▶ _Records_
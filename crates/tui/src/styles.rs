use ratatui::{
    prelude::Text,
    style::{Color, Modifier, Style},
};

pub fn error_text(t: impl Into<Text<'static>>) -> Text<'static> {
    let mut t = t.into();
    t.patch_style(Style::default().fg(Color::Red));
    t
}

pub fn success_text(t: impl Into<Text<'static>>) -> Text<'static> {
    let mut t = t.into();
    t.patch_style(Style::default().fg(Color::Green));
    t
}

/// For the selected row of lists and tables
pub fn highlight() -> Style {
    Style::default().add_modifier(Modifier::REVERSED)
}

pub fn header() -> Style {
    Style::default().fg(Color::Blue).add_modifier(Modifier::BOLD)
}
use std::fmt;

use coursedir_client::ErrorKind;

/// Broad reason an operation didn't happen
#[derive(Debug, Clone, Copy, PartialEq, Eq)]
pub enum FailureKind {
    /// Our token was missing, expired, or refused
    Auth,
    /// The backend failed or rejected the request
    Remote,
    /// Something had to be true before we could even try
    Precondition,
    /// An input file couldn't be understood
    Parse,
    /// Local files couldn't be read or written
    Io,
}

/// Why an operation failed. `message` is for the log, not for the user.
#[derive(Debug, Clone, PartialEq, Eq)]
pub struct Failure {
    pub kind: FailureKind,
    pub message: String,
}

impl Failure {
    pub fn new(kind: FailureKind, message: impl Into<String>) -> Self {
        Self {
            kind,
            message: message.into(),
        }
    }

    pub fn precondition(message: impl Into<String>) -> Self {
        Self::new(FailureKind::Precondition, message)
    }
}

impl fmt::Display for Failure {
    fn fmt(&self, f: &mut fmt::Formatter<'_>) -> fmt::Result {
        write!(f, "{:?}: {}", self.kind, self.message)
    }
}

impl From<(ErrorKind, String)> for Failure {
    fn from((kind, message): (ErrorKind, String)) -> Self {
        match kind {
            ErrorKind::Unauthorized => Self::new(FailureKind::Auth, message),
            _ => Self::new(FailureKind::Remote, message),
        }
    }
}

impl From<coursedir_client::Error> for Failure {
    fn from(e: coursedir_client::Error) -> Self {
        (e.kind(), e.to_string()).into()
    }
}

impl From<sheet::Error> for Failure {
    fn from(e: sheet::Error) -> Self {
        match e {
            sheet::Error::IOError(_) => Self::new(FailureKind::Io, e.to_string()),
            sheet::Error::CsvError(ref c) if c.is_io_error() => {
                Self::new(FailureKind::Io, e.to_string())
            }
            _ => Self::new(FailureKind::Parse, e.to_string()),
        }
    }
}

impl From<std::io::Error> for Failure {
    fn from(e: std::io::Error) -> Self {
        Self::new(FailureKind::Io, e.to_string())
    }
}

▶ _Assigned task_
Nothing but the lines from the first line of the listing above through the line holding "use std::fmt;" should be reproduced, and each must match exactly.

▶ _Output for this task_
filename crates/tui/src/styles.rs
use ratatui::{
    prelude::Text,
    style::{Color, Modifier, Style},
};

pub fn error_text(t: impl Into<Text<'static>>) -> Text<'static> {
    let mut t = t.into();
    t.patch_style(Style::default().fg(Color::Red));
    t
}

pub fn success_text(t: impl Into<Text<'static>>) -> Text<'static> {
    let mut t = t.into();
    t.patch_style(Style::default().fg(Color::Green));
    t
}

/// For the selected row of lists and tables
pub fn highlight() -> Style {
    Style::default().add_modifier(Modifier::REVERSED)
}

pub fn header() -> Style {
    Style::default().fg(Color::Blue).add_modifier(Modifier::BOLD)
}
use std::fmt;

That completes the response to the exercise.